Retype the records below from their first line through the line containing "#[derive(Debug, Clone, PartialEq, Serialize, Deserialize)]", and include nothing else.
Segment Start: DATA EXTRACTS
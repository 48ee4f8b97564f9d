// Copyright (c) 2025 Ronan LE MEILLAT, SCTG Development
// This file is part of the rust-spectrometer project and is licensed under the
// SCTG Development Non-Commercial License v1.0 (see LICENSE.md for details).

use serde::{Deserialize, Deserializer, Serialize};

/// Settings of the acquisition campaign.
///
/// These values are shared by every spectrometer of the run. The integration
/// time is the only per-device value; it is given as a colon separated list
/// of seconds, one entry per device in discovery order.
#[derive(Debug, Clone, PartialEq, Serialize, Deserialize)]
pub struct AcquisitionConfig {
    /// Integration times in seconds, separated by `:`.
    ///
    /// When fewer values than devices are given, the last value is used for
    /// the remaining devices. A single bare number is accepted as well.
    /// Default is `"1e-3"`.
    #[serde(
        default = "default_integration_time",
        deserialize_with = "deserialize_integration_time"
    )]
    pub integration_time: String,

    /// Number of single scans averaged into one spectrum. Default is 1.
    #[serde(default = "default_scans_to_average")]
    pub scans_to_average: u32,

    /// Delay between two acquisition iterations, in seconds. Default is 1.0.
    #[serde(default = "default_post_scan_sleep")]
    pub post_scan_sleep: f64,

    /// Radius of the boxcar smoothing window, 0 disables smoothing. Default is 1.
    #[serde(default = "default_boxcar_width")]
    pub boxcar_width: usize,

    /// Trigger mode passed to every device. Default is 0 (free running).
    #[serde(default)]
    pub trigger_mode: i32,

    /// Number of acquisition iterations, 0 runs until the process is stopped.
    #[serde(default)]
    pub iterations: u64,

    /// Capture reference and background spectra interactively before the loop.
    #[serde(default)]
    pub calibrate: bool,

    /// Suppress the console output meant for the operator.
    #[serde(default)]
    pub silent: bool,
}

fn default_integration_time() -> String {
    "1e-3".to_string()
}

fn deserialize_integration_time<'de, D>(deserializer: D) -> Result<String, D::Error>
where
    D: Deserializer<'de>,
{
    #[derive(Deserialize)]
    #[serde(untagged)]
    enum Seconds {
        List(String),
        Single(f64),
    }

    Ok(match Seconds::deserialize(deserializer)? {
        Seconds::List(list) => list,
        Seconds::Single(seconds) => seconds.to_string(),
    })
}

fn default_scans_to_average() -> u32 {
    1
}

fn default_post_scan_sleep() -> f64 {
    1.0
}

fn default_boxcar_width() -> usize {
    1
}

impl Default for AcquisitionConfig {
    fn default() -> Self {
        Self {
            integration_time: default_integration_time(),
            scans_to_average: default_scans_to_average(),
            post_scan_sleep: default_post_scan_sleep(),
            boxcar_width: default_boxcar_width(),
            trigger_mode: 0,
            iterations: 0,
            calibrate: false,
            silent: false,
        }
    }
}
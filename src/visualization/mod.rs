// Copyright (c) 2025 Ronan LE MEILLAT, SCTG Development
// This file is part of the rust-spectrometer project and is licensed under the
// SCTG Development Non-Commercial License v1.0 (see LICENSE.md for details).
//!
//! Visualization module
//!
//! This module handles the presentation of captured spectra: a text diagram
//! printed on the console while the run progresses, and an external plotting
//! program started once the run is over.
//!
//! Visualization is best effort. Callers log a failing [`Visualizer`] and
//! carry on with the acquisition.

pub mod plot_script;
pub mod text_diagram;

use anyhow::Result;

pub use plot_script::PlotScript;
pub use text_diagram::TextDiagram;

/// One curve: `y` plotted against `x`.
#[derive(Debug, Clone, Copy)]
pub struct Series<'a> {
    pub x: &'a [f64],
    pub y: &'a [f64],
}

impl<'a> Series<'a> {
    pub fn new(x: &'a [f64], y: &'a [f64]) -> Self {
        Self { x, y }
    }
}

/// Renders labelled curves.
pub trait Visualizer {
    /// Render `series` under `label`. `y_bounds` fixes the vertical range,
    /// otherwise it follows the data.
    fn render(
        &mut self,
        label: &str,
        series: &[Series<'_>],
        y_bounds: Option<(f64, f64)>,
    ) -> Result<()>;
}

/// Discards everything, used when the console output is disabled.
#[derive(Debug, Default, Clone, Copy)]
pub struct NullVisualizer;

impl Visualizer for NullVisualizer {
    fn render(&mut self, _: &str, _: &[Series<'_>], _: Option<(f64, f64)>) -> Result<()> {
        Ok(())
    }
}

impl<V: Visualizer + ?Sized> Visualizer for Box<V> {
    fn render(
        &mut self,
        label: &str,
        series: &[Series<'_>],
        y_bounds: Option<(f64, f64)>,
    ) -> Result<()> {
        (**self).render(label, series, y_bounds)
    }
}
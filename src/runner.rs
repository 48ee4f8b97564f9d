// Copyright (c) 2025 Ronan LE MEILLAT, SCTG Development
// This file is part of the rust-spectrometer project and is licensed under the
// SCTG Development Non-Commercial License v1.0 (see LICENSE.md for details).

//! Run driver
//!
//! Builds the driver, the quirk table and the visualizers from a [`Config`]
//! and runs an [`AcquisitionController`] through its phases.

use std::fs;

use anyhow::{Context, Result};
use log::{debug, info, warn};

use crate::acquisition::{get_driver_from_config, SpectrometerDriver};
use crate::calibration::OperatorPrompt;
use crate::config::Config;
use crate::controller::{AcquisitionController, AcquisitionSettings, Iterations, RunReport};
use crate::visualization::{NullVisualizer, PlotScript, TextDiagram, Visualizer};

/// Run a full acquisition with the driver selected by the configuration.
pub fn run(config: &Config, prompt: &mut dyn OperatorPrompt) -> Result<RunReport> {
    let driver = get_driver_from_config(&config.driver)?;
    run_with_driver(config, driver, prompt)
}

/// Run a full acquisition with the given driver.
pub fn run_with_driver<D: SpectrometerDriver>(
    config: &Config,
    driver: D,
    prompt: &mut dyn OperatorPrompt,
) -> Result<RunReport> {
    let output = &config.output.path;
    if !output.exists() {
        debug!("Creating output directory {:?}", output);
        fs::create_dir_all(output)
            .with_context(|| format!("Failed to create output directory {:?}", output))?;
    }

    let quirks = config.quirk_table();
    debug!("{} device correction(s) known", quirks.len());

    let visualizer: Box<dyn Visualizer> =
        if config.plot.text_diagram && !config.acquisition.silent {
            Box::new(TextDiagram::new())
        } else {
            Box::new(NullVisualizer)
        };

    let mut controller =
        AcquisitionController::new(driver, AcquisitionSettings::from_config(config), quirks)
            .with_visualizer(visualizer)
            .with_plot_script(PlotScript::from_command(&config.plot.command));

    let report = controller
        .run(prompt)
        .context("Acquisition aborted")?;

    for err in &report.close_errors {
        warn!("{}", err);
    }
    info!(
        "Acquisition finished: {} iteration(s) on {} device(s)",
        report.iterations_completed, report.channels
    );
    Ok(report)
}

/// Banner and effective options, as shown to the operator at startup.
pub fn describe_options(config: &Config) -> String {
    let acquisition = &config.acquisition;
    let iterations = Iterations::from_count(acquisition.iterations);
    let lines = [
        format!("Spectrometer acquisition {}", env!("CARGO_PKG_VERSION")),
        "------------------------".to_string(),
        format!("Identifier:        {}", config.output.identifier),
        format!("Output path:       {}", config.output.path.display()),
        format!("Driver:            {}", config.driver.kind),
        format!("Iterations:        {}", iterations),
        format!("Integration time:  {} s", acquisition.integration_time),
        format!("Scans to average:  {}", acquisition.scans_to_average),
        format!("Post scan sleep:   {} s", acquisition.post_scan_sleep),
        format!("Boxcar width:      {}", acquisition.boxcar_width),
        format!("Trigger mode:      {}", acquisition.trigger_mode),
        format!("Calibrate:         {}", acquisition.calibrate),
    ];
    lines.join("\n")
}

#[cfg(test)]
mod tests {
    use super::*;
    use crate::calibration::ScriptedPrompt;
    use crate::config::SimulatedDeviceConfig;

    #[test]
    fn test_describe_options() {
        let mut config = Config::default();
        config.output.identifier = "flowcell".to_string();
        config.acquisition.iterations = 5;

        let text = describe_options(&config);
        assert!(text.contains("Identifier:        flowcell"));
        assert!(text.contains("Iterations:        5"));
        assert!(text.contains("Driver:            simulated"));
        assert!(describe_options(&Config::default()).contains("Iterations:        infinite"));
    }

    #[test]
    fn test_run_creates_output_directory() -> Result<()> {
        let dir = tempfile::tempdir()?;
        let mut config = Config::default();
        config.output.path = dir.path().join("nested").join("out");
        config.acquisition.iterations = 1;
        config.acquisition.post_scan_sleep = 0.0;
        config.acquisition.silent = true;
        config.driver.simulated.devices = vec![SimulatedDeviceConfig {
            pixel_count: 8,
            ..SimulatedDeviceConfig::default()
        }];

        let report = run(&config, &mut ScriptedPrompt::new())?;
        assert_eq!(report.channels, 1);
        assert_eq!(report.iterations_completed, 1);
        assert!(report.close_errors.is_empty());

        let files = fs::read_dir(&config.output.path)?.count();
        assert_eq!(files, 1);
        Ok(())
    }
}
Segment End: DATA EXTRACTS
▸ WRITTEN SOLUTION:
repository 48ee4f8b97564f9d
// Copyright (c) 2025 Ronan LE MEILLAT, SCTG Development
// This file is part of the rust-spectrometer project and is licensed under the
// SCTG Development Non-Commercial License v1.0 (see LICENSE.md for details).

use serde::{Deserialize, Deserializer, Serialize};

/// Settings of the acquisition campaign.
///
/// These values are shared by every spectrometer of the run. The integration
/// time is the only per-device value; it is given as a colon separated list
/// of seconds, one entry per device in discovery order.
#[derive(Debug, Clone, PartialEq, Serialize, Deserialize)]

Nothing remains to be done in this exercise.